Lumumba, who has been reported as supporting repression of gay people in Uganda, was invited by the EFF for the party’s ten-year birthday celebration who rented out the hall at UCT.
The two groups confronted each other outside the Sarah Baartman Hall, each trying to out-sing the other. Protesters from the LGBT community waved rainbow flags and posters saying “Queer lives matter”, “Lumumba uyabhora” (Lumumba you are annoying) and “Education cures homophobia”.
Micha Cerf, vice chairperson of Rainbow UCT, said, “Professor Lumumba has expressed, quite explicitly, that he is a self-proclaimed homophobe. He has also called queerness and homosexuality unAfrican and has expressed the fact that he believes what is happening in Uganda is good.”
“The queer community at UCT find it completely unacceptable that someone like that is allowed to speak on our grounds, our university where we come to feel safe,” said Cerf.
Cerf said the message they were trying to get across by doing the protest was that queerness is African and homophobia is unAfrican.
Triangle Project’s Ling Sheperd said: “UCT prides itself on being the top university in Africa and they always remind us that they are inclusive and diverse and are committed to transformation, so we find it quite hypocritical that they would have a platform for a known homophobic person.”
“Professor Lumumba is very open about his homophobia and bigotry in general.
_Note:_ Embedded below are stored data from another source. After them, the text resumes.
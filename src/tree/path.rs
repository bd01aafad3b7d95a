// src/tree/path.rs
// =============================================================================
// A PathAddress says where a node lives inside the document tree.
//
// It is an ordered list of steps from the root:
//   - ChildIndex(i): go into the "children" list and take element i
//   - Field(name):   go into the object field called `name`
//
// The walker builds these once while it scans the tree and the mutator uses
// the very same values to delete nodes later. Nothing ever turns a path into
// a string and parses it back; the string form is only for display.
//
// Ordering matters: removals are applied in DESCENDING path order, so that
// deleting children[i] never shifts the index of a path still waiting to be
// removed (see mutator.rs).
// =============================================================================

use serde::{Serialize, Serializer};
use std::fmt;

/// One step from a node to one of its descendants.
///
/// The derived ordering compares ChildIndex numerically and sorts every
/// ChildIndex before any Field.
#[derive(Debug, Clone, PartialEq, Eq, PartialOrd, Ord, Hash)]
pub enum Step {
    ChildIndex(usize),
    Field(String),
}

impl fmt::Display for Step {
    fn fmt(&self, f: &mut fmt::Formatter<'_>) -> fmt::Result {
        match self {
            Step::ChildIndex(i) => write!(f, "children[{}]", i),
            Step::Field(name) => write!(f, "{}", name),
        }
    }
}

/// An ordered sequence of steps from the document root.
///
/// Ordering is lexicographic over the steps, and a path sorts before every
/// path it is a strict prefix of.
#[derive(Debug, Clone, Default, PartialEq, Eq, PartialOrd, Ord, Hash)]
pub struct PathAddress {
    steps: Vec<Step>,
}

impl PathAddress {
    /// The empty path, pointing at the root itself
    pub fn root() -> Self {
        Self::default()
    }

    /// Returns a new path with `step` appended
    pub fn child(&self, step: Step) -> Self {
        let mut steps = self.steps.clone();
        steps.push(step);
        Self { steps }
    }

    /// Shorthand for `child(Step::ChildIndex(index))`
    pub fn child_index(&self, index: usize) -> Self {
        self.child(Step::ChildIndex(index))
    }

    pub fn steps(&self) -> &[Step] {
        &self.steps
    }

    /// Splits into (parent steps, last step), or None for the root path
    pub fn split_last(&self) -> Option<(&[Step], &Step)> {
        self.steps
            .split_last()
            .map(|(last, parent)| (parent, last))
    }
}

impl From<Vec<Step>> for PathAddress {
    fn from(steps: Vec<Step>) -> Self {
        Self { steps }
    }
}

/// Renders a slice of steps the way users see paths: "children[0].children[2]"
pub fn display_steps(steps: &[Step]) -> String {
    if steps.is_empty() {
        return "<root>".to_string();
    }

    steps
        .iter()
        .map(|s| s.to_string())
        .collect::<Vec<_>>()
        .join(".")
}

impl fmt::Display for PathAddress {
    fn fmt(&self, f: &mut fmt::Formatter<'_>) -> fmt::Result {
        f.write_str(&display_steps(&self.steps))
    }
}

// In the --json report a path is shown as its display string
impl Serialize for PathAddress {
    fn serialize<S: Serializer>(&self, serializer: S) -> Result<S::Ok, S::Error> {
        serializer.collect_str(self)
    }
}
// src/cli.rs
// =============================================================================
// This file defines our command-line interface using the `clap` crate.
//
// Usage:
//   link-sweeper bookmarks.json                 # report only
//   link-sweeper bookmarks.json --remove        # report, then prompt to remove
//   link-sweeper bookmarks.json --debug         # log every probed URL
//
// Everything configurable about a run comes from here; there are no config
// files. `checker_config()` turns the flags into the checker's settings.
// =============================================================================

use crate::checker::CheckerConfig;
use clap::Parser;
use std::path::PathBuf;
use std::time::Duration;

#[derive(Parser, Debug)]
#[command(
    name = "link-sweeper",
    version,
    about = "Find broken links in a JSON link tree and optionally remove them",
    long_about = "link-sweeper walks a JSON document of nested nodes, checks every \
                  {\"type\": \"url\"} node with an HTTP HEAD request, and reports the ones \
                  that are broken (HTTP 404 or a connection failure). With --remove it asks \
                  about each broken link and saves the pruned document back to the same file."
)]
pub struct Cli {
    /// Path to the JSON file to scan
    ///
    /// This is a positional argument (required, no flag needed)
    pub json_file: PathBuf,

    /// Prompt to remove broken links (HTTP 404 or connection error) from the file
    #[arg(long)]
    pub remove: bool,

    /// Print a diagnostic line for every checked URL
    #[arg(long)]
    pub debug: bool,

    /// Print the report as JSON instead of text
    #[arg(long)]
    pub json: bool,

    /// Maximum number of URLs checked at the same time
    #[arg(long, default_value_t = 10, value_parser = at_least_one)]
    pub concurrency: usize,

    /// Per-request timeout in seconds
    #[arg(long, default_value_t = 5, value_parser = clap::value_parser!(u64).range(1..))]
    pub timeout: u64,
}

impl Cli {
    pub fn checker_config(&self) -> CheckerConfig {
        CheckerConfig {
            concurrency: self.concurrency,
            timeout: Duration::from_secs(self.timeout),
            ..CheckerConfig::default()
        }
    }
}

fn at_least_one(s: &str) -> Result<usize, String> {
    match s.parse::<usize>() {
        Ok(0) => Err("must be at least 1".to_string()),
        Ok(n) => Ok(n),
        Err(e) => Err(e.to_string()),
    }
}

// -----------------------------------------------------------------------------
// BEGINNER NOTES:
//
// 1. Why PathBuf instead of String for the file?
//    - PathBuf is the owned path type; file names do not have to be UTF-8
//    - clap parses straight into it, no conversion needed later
//
// 2. What is value_parser?
//    - It tells clap how to turn the raw text into our type
//    - range(1..) rejects 0 before our code ever sees it
//    - at_least_one does the same for usize, which has no built-in range
//
// 3. What does ..CheckerConfig::default() do?
//    - "Struct update syntax": fill every field we did not name from default()
// -----------------------------------------------------------------------------
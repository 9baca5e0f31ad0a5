//! Shepard - audio host and control loop

use std::{
    io::Write,
    sync::{
        atomic::{AtomicBool, Ordering},
        Arc,
    },
    thread,
    time::Duration,
};

use color_eyre::eyre::{eyre, Result as EyreResult, WrapErr};
use cpal::traits::{DeviceTrait, HostTrait, StreamTrait};
use crossterm::{
    event::{self, Event, KeyEventKind},
    queue, terminal,
};
use log::{info, warn};

use shepard_dsp::{ShepardEngine, SnapshotReceiver, ToneConfig};

use super::controls::Controls;

/// Rate used when no audio device is driving the engine.
const HEADLESS_SAMPLE_RATE: f32 = 48_000.0;
const HEADLESS_BLOCK: usize = 1_024;

/// Keeps whatever is pulling audio alive.
enum Output {
    Device(cpal::Stream),
    Headless {
        stop: Arc<AtomicBool>,
        worker: thread::JoinHandle<()>,
    },
}

impl Output {
    fn shutdown(self) {
        match self {
            Output::Device(stream) => drop(stream),
            Output::Headless { stop, worker } => {
                stop.store(true, Ordering::Relaxed);
                if worker.join().is_err() {
                    warn!("Headless render thread panicked");
                }
            }
        }
    }
}

/// Main application builder
pub struct Shepard {
    config: ToneConfig,
    headless: bool,
}

impl Shepard {
    pub fn new(config: ToneConfig) -> Self {
        Self {
            config,
            headless: false,
        }
    }

    /// Skip the audio device and render into nothing on a timer.
    pub fn headless(mut self, headless: bool) -> Self {
        self.headless = headless;
        self
    }

    /// Run the application (takes over the terminal, plays audio)
    pub fn run(self) -> EyreResult<()> {
        let (output, controls, snapshots) = if self.headless {
            self.start_headless()?
        } else {
            match self.start_device() {
                Ok(started) => started,
                Err(err) => {
                    warn!("No audio output ({err:#}), computing headless");
                    self.start_headless()?
                }
            }
        };

        println!("=== Shepard ===");
        println!("space start/stop | up/down volume | 1-9 select group | +/- gain | r/R room | q quit");
        println!();

        terminal::enable_raw_mode().wrap_err("failed to enter raw mode")?;
        let result = control_loop(controls, snapshots);
        terminal::disable_raw_mode().wrap_err("failed to leave raw mode")?;
        println!();

        output.shutdown();
        result
    }

    fn start_device(&self) -> EyreResult<(Output, Controls, SnapshotReceiver)> {
        let host = cpal::default_host();
        let device = host
            .default_output_device()
            .ok_or_else(|| eyre!("no default output device available"))?;
        let config = device
            .default_output_config()
            .wrap_err("failed to fetch default output config")?;

        let sample_rate = config.sample_rate().0 as f32;
        let channels = config.channels() as usize;
        info!("Output: {sample_rate} Hz, {channels} channels");

        let (mut engine, handle, snapshots) = ShepardEngine::new(&self.config, sample_rate)?;
        let stream = device.build_output_stream(
            &config.into(),
            move |data: &mut [f32], _| engine.render_interleaved(data, channels),
            |err| log::error!("Audio error: {err}"),
            None,
        )?;
        stream.play()?;

        let controls = Controls::new(handle, &self.config);
        Ok((Output::Device(stream), controls, snapshots))
    }

    fn start_headless(&self) -> EyreResult<(Output, Controls, SnapshotReceiver)> {
        let (mut engine, handle, snapshots) =
            ShepardEngine::new(&self.config, HEADLESS_SAMPLE_RATE)?;
        let stop = Arc::new(AtomicBool::new(false));

        let block_time = Duration::from_secs_f64(HEADLESS_BLOCK as f64 / HEADLESS_SAMPLE_RATE as f64);
        let worker = thread::spawn({
            let stop = Arc::clone(&stop);
            move || {
                let mut block = vec![0.0f32; HEADLESS_BLOCK];
                while !stop.load(Ordering::Relaxed) {
                    engine.render_block(&mut block);
                    thread::sleep(block_time);
                }
            }
        });

        info!("Headless at {HEADLESS_SAMPLE_RATE} Hz");
        let controls = Controls::new(handle, &self.config);
        Ok((Output::Headless { stop, worker }, controls, snapshots))
    }
}

fn control_loop(mut controls: Controls, mut snapshots: SnapshotReceiver) -> EyreResult<()> {
    let mut stdout = std::io::stdout();
    let mut pitch = None;

    while !controls.should_quit {
        // Keep only the latest snapshot
        if let Some(snapshot) = snapshots.latest() {
            pitch = snapshot.loudest().map(|v| v.frequency);
            snapshots.recycle(snapshot);
        }

        write!(stdout, "\r{}", controls.status(pitch))?;
        queue!(stdout, terminal::Clear(terminal::ClearType::UntilNewLine))?;
        stdout.flush()?;

        if event::poll(Duration::from_millis(50))? {
            if let Event::Key(key) = event::read()? {
                if key.kind == KeyEventKind::Press {
                    if let Err(err) = controls.handle_key(key.code) {
                        warn!("{err}");
                    }
                }
            }
        }
    }

    Ok(())
}
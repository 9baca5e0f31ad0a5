//! Reverb - Chowning-style delay network used as the effect send.
//!
//! The Shepard bank is a sustained, slowly moving texture, so a long smooth
//! tail suits it better than early reflections. This is the classic
//! JCRev layout: three series allpass diffusers feeding four parallel
//! feedback comb filters.
//!
//! ```text
//! Input ──→ [AP 1] ──→ [AP 2] ──→ [AP 3] ──┬──→ [Comb 1] ──┐
//!                                          ├──→ [Comb 2] ──┤
//!                                          ├──→ [Comb 3] ──┼──→ (+) ──→ Output
//!                                          └──→ [Comb 4] ──┘
//! ```
//!
//! Delay lengths are the original JCRev sample counts at 25 kHz, rescaled to
//! the running sample rate so the room keeps its size at any rate.
//!
//! # Parameters
//!
//! - **Room Size**: comb feedback (longer decay as it grows)
//! - **Damping**: one-pole lowpass inside each comb loop (darker tail)

/// JCRev allpass lengths in samples at [`REFERENCE_RATE`].
const ALLPASS_DELAYS: [f32; 3] = [347.0, 113.0, 37.0];
/// JCRev comb lengths in samples at [`REFERENCE_RATE`].
const COMB_DELAYS: [f32; 4] = [1601.0, 1867.0, 2053.0, 2251.0];
const REFERENCE_RATE: f32 = 25_000.0;
const ALLPASS_GAIN: f32 = 0.7;

/// Comb feedback at room size 0.0.
const MIN_FEEDBACK: f32 = 0.6;
/// Comb feedback at room size 1.0.
const MAX_FEEDBACK: f32 = 0.97;

fn scaled_length(reference: f32, sample_rate: f32) -> usize {
    ((reference * sample_rate / REFERENCE_RATE).round() as usize).max(1)
}

/// Feedback comb with a damping lowpass in the loop.
///
/// The delay line is allocated once at construction.
pub struct CombFilter {
    buffer: Vec<f32>,
    write_pos: usize,
    feedback: f32,
    damp: f32,
    filter_state: f32,
}

impl CombFilter {
    pub fn new(delay_samples: usize) -> Self {
        Self {
            buffer: vec![0.0; delay_samples.max(1)],
            write_pos: 0,
            feedback: MIN_FEEDBACK,
            damp: 0.0,
            filter_state: 0.0,
        }
    }

    pub fn set_feedback(&mut self, feedback: f32) {
        self.feedback = feedback.clamp(0.0, MAX_FEEDBACK);
    }

    pub fn set_damp(&mut self, damp: f32) {
        self.damp = damp.clamp(0.0, 1.0);
    }

    #[inline]
    pub fn process(&mut self, input: f32) -> f32 {
        let output = self.buffer[self.write_pos];

        self.filter_state = output * (1.0 - self.damp) + self.filter_state * self.damp;
        self.buffer[self.write_pos] = input + self.filter_state * self.feedback;
        self.write_pos = (self.write_pos + 1) % self.buffer.len();

        output
    }

    pub fn reset(&mut self) {
        self.buffer.fill(0.0);
        self.filter_state = 0.0;
        self.write_pos = 0;
    }
}

/// Schroeder allpass diffuser.
pub struct AllpassFilter {
    buffer: Vec<f32>,
    write_pos: usize,
    gain: f32,
}

impl AllpassFilter {
    pub fn new(delay_samples: usize) -> Self {
        Self {
            buffer: vec![0.0; delay_samples.max(1)],
            write_pos: 0,
            gain: ALLPASS_GAIN,
        }
    }

    #[inline]
    pub fn process(&mut self, input: f32) -> f32 {
        let delayed = self.buffer[self.write_pos];
        let output = -self.gain * input + delayed;

        self.buffer[self.write_pos] = input + self.gain * output;
        self.write_pos = (self.write_pos + 1) % self.buffer.len();

        output
    }

    pub fn reset(&mut self) {
        self.buffer.fill(0.0);
        self.write_pos = 0;
    }
}

/// Fully wet reverb; the caller mixes it against the dry bus.
pub struct Reverb {
    allpasses: [AllpassFilter; 3],
    combs: [CombFilter; 4],
    room_size: f32,
    damping: f32,
}

impl Reverb {
    pub fn new(sample_rate: f32) -> Self {
        let allpasses = ALLPASS_DELAYS.map(|d| AllpassFilter::new(scaled_length(d, sample_rate)));
        let combs = COMB_DELAYS.map(|d| CombFilter::new(scaled_length(d, sample_rate)));

        let mut reverb = Self {
            allpasses,
            combs,
            room_size: 0.0,
            damping: 0.0,
        };
        reverb.set_room_size(0.5);
        reverb.set_damping(0.2);
        reverb
    }

    /// Room size in `[0, 1]`, clamped.
    pub fn set_room_size(&mut self, size: f32) {
        self.room_size = size.clamp(0.0, 1.0);
        let feedback = MIN_FEEDBACK + self.room_size * (MAX_FEEDBACK - MIN_FEEDBACK);
        for comb in &mut self.combs {
            comb.set_feedback(feedback);
        }
    }

    /// High-frequency absorption in `[0, 1]`, clamped.
    pub fn set_damping(&mut self, damp: f32) {
        self.damping = damp.clamp(0.0, 1.0);
        for comb in &mut self.combs {
            comb.set_damp(self.damping);
        }
    }

    pub fn room_size(&self) -> f32 {
        self.room_size
    }

    pub fn damping(&self) -> f32 {
        self.damping
    }

    #[inline]
    pub fn process(&mut self, input: f32) -> f32 {
        let mut diffused = input;
        for allpass in &mut self.allpasses {
            diffused = allpass.process(diffused);
        }

        let mut output = 0.0;
        for comb in &mut self.combs {
            output += comb.process(diffused);
        }
        output * 0.25
    }

    pub fn reset(&mut self) {
        for allpass in &mut self.allpasses {
            allpass.reset();
        }
        for comb in &mut self.combs {
            comb.reset();
        }
    }
}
And then the EFF leader Julius Malema was draped in a pride flag in solidarity with the Ugandans not so long ago, it’s just really baffling.”
An EFF protester who did not want to give his name said the event was just a celebration and the focus should be on that.
Professor Lumumba, an outspoken Pan-Africanist, delivered a fiery 40-minute speech which was well received by the audience. He mainly spoke about the need for African unity to respond to the oppression of African people across the continent in the past, and the continued oppression of African people by the large powers today. He did not bring up the issue of homosexuality or Ugandan laws criminalising homosexuality.
Provincial EFF spokesperson Wandile Kasibe was unavailable for comment.